Hanno deciso di incrociare le braccia per protestare contro la decisione di elevare a 72 anni l’età pensionabile, «anziché fare una programmazione seria» annota Salvatore Cauchi, segretario veneto di Snami. Il sindacato dei medici di famiglia – circa 600 iscritti in tutto il Veneto – ha indetto lo stato di agitazione.
«Intanto a livello nazionale, ma presto lo proclameremo anche su scala regionale e provinciale». Anticipando l’intenzione di chiudere i propri ambulatori: «A breve comunicheremo le nostre giornate di sciopero, che programmeremo tra 15-20 giorni» dice Cauchi.
Le motivazioni sono assolutamente note. «Una burocrazia soffocante, un lavoro che non è più sostenibile» in estrema sintesi. Frammenti di un quadro di difficoltà estrema per un’intera categoria, che il Governo ha pensato di risolvere portando da 70 a 72 anni il limite massimo per andare in pensione.
«Quando circa un terzo dei medici di famiglia se ne va persino prima dei 68 anni, vale a dire il minimo dell’età pensionabile. Semplicemente perché è diventato un lavoro insostenibile» spiegava un paio di giorni fa Luigi Xausa, segretario della Fimmg per il Veneto Orientale, «Mi chiedo quanti possano essere i colleghi che decideranno di rimanere a lavorare fino a 72 anni».
E prosegue Cauchi: «L’indirizzo che è emerso dalla conferenza Stato-Regioni è una spinta per tenere i medici di medicina generale e i pediatri attivi sette giorni su sette e 24 ore su 24, senza possibilità di sostituzioni. Ma questo è un indirizzo inaccettabile».
È un tentativo di risposta a una situazione che è divenuta ormai insostenibile. Basti pensare che soltanto in Veneto ci sono 377 ambulatori privi di un medico di famiglia.

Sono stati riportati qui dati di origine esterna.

// =============================================================================
// Unit Tests
// =============================================================================

#[cfg(test)]
mod tests {
    use super::*;

    fn lot(stock_id: &str, batch: &str, price: i64, qty: i64) -> StockLot {
        StockLot {
            stock_id: stock_id.to_string(),
            product_id: "p1".to_string(),
            product_name: "Basmati Rice".to_string(),
            brand: Some("Pran".to_string()),
            variant_id: "v-5kg".to_string(),
            variant_name: Some("5kg".to_string()),
            batch_no: batch.to_string(),
            quantity: qty,
            sale_price: Money::from_major(price),
            shadow_price: None,
        }
    }

    fn pickup(name: &str) -> PickupDraft {
        PickupDraft {
            product_name: name.to_string(),
            brand: Some(" ".to_string()),
            variant: None,
            quantity: 2,
            unit_price: Money::from_major(40),
            sale_price: Money::from_major(55),
        }
    }

    #[test]
    fn test_add_stock_line_appends_single_unit() {
        let mut cart = Cart::new();
        let outcome = cart.add_stock_line(Some(&lot("s1", "B1", 100, 5))).unwrap();

        assert_eq!(outcome, AddOutcome::Appended(0));
        let line = &cart.lines[0];
        assert_eq!(line.quantity, 1);
        assert_eq!(line.unit_price, Money::from_major(100));
        assert_eq!(line.total_price, Money::from_major(100));
        assert_eq!(line.available_quantity, 5);
        assert_eq!(line.label, "Basmati Rice (5kg) #B1");
    }

    #[test]
    fn test_same_key_increments_by_exactly_one() {
        let mut cart = Cart::new();
        let rice = lot("s1", "B1", 100, 5);
        cart.add_stock_line(Some(&rice)).unwrap();
        cart.update_line(EntryMode::Inventory, 0, LineField::Quantity, "3").unwrap();

        let outcome = cart.add_stock_line(Some(&rice)).unwrap();

        assert_eq!(outcome, AddOutcome::Merged(0));
        assert_eq!(cart.lines.len(), 1);
        assert_eq!(cart.lines[0].quantity, 4);
        assert_eq!(cart.lines[0].total_price, Money::from_major(400));
    }

    #[test]
    fn test_merge_keeps_edited_price_in_pos() {
        let mut cart = Cart::new();
        let rice = lot("s1", "B1", 100, 5);
        cart.add_stock_line(Some(&rice)).unwrap();
        cart.update_line(EntryMode::Pos, 0, LineField::UnitPrice, "90").unwrap();
        cart.add_stock_line(Some(&rice)).unwrap();

        assert_eq!(cart.lines[0].quantity, 2);
        assert_eq!(cart.lines[0].total_price, Money::from_major(180));
    }

    #[test]
    fn test_other_batch_is_new_row() {
        let mut cart = Cart::new();
        cart.add_stock_line(Some(&lot("s1", "B1", 100, 5))).unwrap();
        let outcome = cart.add_stock_line(Some(&lot("s2", "B2", 100, 5))).unwrap();

        assert_eq!(outcome, AddOutcome::Appended(1));
        assert_eq!(cart.lines.len(), 2);
    }

    #[test]
    fn test_missing_lot_is_noop() {
        let mut cart = Cart::new();
        assert_eq!(cart.add_stock_line(None).unwrap(), AddOutcome::NoLot);
        assert!(cart.is_empty());
    }

    #[test]
    fn test_update_line_recomputes_total() {
        let mut cart = Cart::new();
        cart.add_stock_line(Some(&lot("s1", "B1", 100, 5))).unwrap();

        cart.update_line(EntryMode::Pos, 0, LineField::Quantity, "3").unwrap();
        assert_eq!(cart.lines[0].total_price, Money::from_major(300));

        cart.update_line(EntryMode::Pos, 0, LineField::UnitPrice, "12.50").unwrap();
        assert_eq!(cart.lines[0].total_price, Money::from_cents(3750));
    }

    #[test]
    fn test_update_line_coerces_bad_input_to_zero() {
        let mut cart = Cart::new();
        cart.add_stock_line(Some(&lot("s1", "B1", 100, 5))).unwrap();

        cart.update_line(EntryMode::Pos, 0, LineField::Quantity, "").unwrap();
        assert_eq!(cart.lines[0].quantity, 0);
        assert_eq!(cart.lines[0].total_price, Money::zero());

        cart.update_line(EntryMode::Pos, 0, LineField::Quantity, "2.9").unwrap();
        assert_eq!(cart.lines[0].quantity, 2);

        cart.update_line(EntryMode::Pos, 0, LineField::UnitPrice, "abc").unwrap();
        assert_eq!(cart.lines[0].unit_price, Money::zero());
    }

    #[test]
    fn test_negative_input_coerces_to_zero() {
        let mut cart = Cart::new();
        cart.add_stock_line(Some(&lot("s1", "B1", 50, 5))).unwrap();

        cart.update_line(EntryMode::Pos, 0, LineField::UnitPrice, "-50").unwrap();
        assert_eq!(cart.lines[0].unit_price, Money::zero());

        cart.update_line(EntryMode::Pos, 0, LineField::UnitPrice, "50").unwrap();
        cart.update_line(EntryMode::Pos, 0, LineField::Quantity, "-3").unwrap();
        assert_eq!(cart.lines[0].quantity, 0);
        assert_eq!(cart.lines[0].total_price, Money::zero());
    }

    #[test]
    fn test_oversized_line_total_is_rejected() {
        let mut cart = Cart::new();
        cart.add_stock_line(Some(&lot("s1", "B1", 100, 5))).unwrap();
        cart.update_line(EntryMode::Pos, 0, LineField::Quantity, "2").unwrap();

        let err = cart
            .update_line(EntryMode::Pos, 0, LineField::Quantity, "9223372036854775807")
            .unwrap_err();
        assert!(matches!(err, CoreError::Validation(ValidationError::TooLarge { .. })));
        assert_eq!(cart.lines[0].quantity, 2);
        assert_eq!(cart.lines[0].total_price, Money::from_major(200));

        let err = cart.add_pickup_line(PickupDraft { quantity: i64::MAX, ..pickup("Fish") });
        assert!(err.is_err());
        assert!(!cart.has_pickups());
    }

    #[test]
    fn test_over_stock_quantity_is_flagged_not_rejected() {
        let mut cart = Cart::new();
        cart.add_stock_line(Some(&lot("s1", "B1", 100, 5))).unwrap();
        cart.update_line(EntryMode::Inventory, 0, LineField::Quantity, "8").unwrap();

        assert_eq!(cart.lines[0].quantity, 8);
        assert!(cart.lines[0].exceeds_stock());
    }

    #[test]
    fn test_inventory_price_is_read_only() {
        let mut cart = Cart::new();
        cart.add_stock_line(Some(&lot("s1", "B1", 100, 5))).unwrap();

        let err = cart
            .update_line(EntryMode::Inventory, 0, LineField::UnitPrice, "1")
            .unwrap_err();
        assert!(matches!(err, CoreError::PriceLocked));
        assert_eq!(cart.lines[0].unit_price, Money::from_major(100));
    }

    #[test]
    fn test_update_and_remove_out_of_range() {
        let mut cart = Cart::new();
        assert!(matches!(
            cart.update_line(EntryMode::Pos, 0, LineField::Quantity, "1"),
            Err(CoreError::LineNotFound { kind: LineKind::Stock, index: 0 })
        ));
        assert!(cart.remove_line(0).is_err());
        assert!(matches!(
            cart.remove_pickup(2),
            Err(CoreError::LineNotFound { kind: LineKind::Pickup, index: 2 })
        ));
    }

    #[test]
    fn test_remove_by_position() {
        let mut cart = Cart::new();
        cart.add_stock_line(Some(&lot("s1", "B1", 100, 5))).unwrap();
        cart.add_stock_line(Some(&lot("s2", "B2", 50, 5))).unwrap();

        let removed = cart.remove_line(0).unwrap();
        assert_eq!(removed.batch_no, "B1");
        assert_eq!(cart.lines[0].batch_no, "B2");
    }

    #[test]
    fn test_add_pickup_line() {
        let mut cart = Cart::new();
        let index = cart.add_pickup_line(pickup(" Fresh Fish ")).unwrap();

        let item = &cart.pickups[index];
        assert_eq!(item.product_name, "Fresh Fish");
        assert_eq!(item.brand, None);
        assert_eq!(item.total_price, Money::from_major(110));
        assert!(cart.has_pickups());
        assert_eq!(cart.total_quantity(), 2);
    }

    #[test]
    fn test_invalid_pickup_does_not_mutate() {
        let mut cart = Cart::new();

        assert!(cart.add_pickup_line(pickup("  ")).is_err());
        assert!(cart
            .add_pickup_line(PickupDraft { quantity: 0, ..pickup("Fish") })
            .is_err());
        assert!(cart
            .add_pickup_line(PickupDraft { unit_price: Money::zero(), ..pickup("Fish") })
            .is_err());
        let err = cart
            .add_pickup_line(PickupDraft { sale_price: Money::zero(), ..pickup("Fish") })
            .unwrap_err();
        assert_eq!(err.to_string(), "sale price must be positive");

        assert!(cart.is_empty());
    }

    #[test]
    fn test_capacity_limit() {
        let mut cart = Cart::new();
        for i in 0..MAX_CART_LINES {
            cart.add_stock_line(Some(&lot(&format!("s{i}"), &format!("B{i}"), 1, 1)))
                .unwrap();
        }
        assert!(matches!(
            cart.add_pickup_line(pickup("Fish")),
            Err(CoreError::CartTooLarge { .. })
        ));
        // Merging into an existing row still works at capacity
        assert!(cart.add_stock_line(Some(&lot("s0", "B0", 1, 1))).is_ok());
    }
}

E la situazione sarebbe peggiore se altri 209 non fossero stati assegnati a dottori iscritti al corso di medicina generale, a cui sono stati affidati degli incarichi provvisori.
«Ormai non siamo più medici, ma burocrati, sovraccaricati ogni giorno di impellenze che nulla hanno a che vedere con quello che dovrebbe essere il nostro mestiere» dice ancora il segretario veneto dello Snami, ripetendo un pensiero che tra gli ambulatori si ripete, uguale, ormai da tempo. «E invece le nostre parole sono sistematicamente inascoltate. Invece di chiedersi cosa non va e per quali motivi la nostra non è più una professione appetibile, la soluzione viene individuata nell’elevare a 72 anni il limite per l’età pensionabile. Servono risposte concrete, altrimenti noi continueremo a protestare. Perché non possiamo stare in silenzio, di fronte a quello che sta accadendo».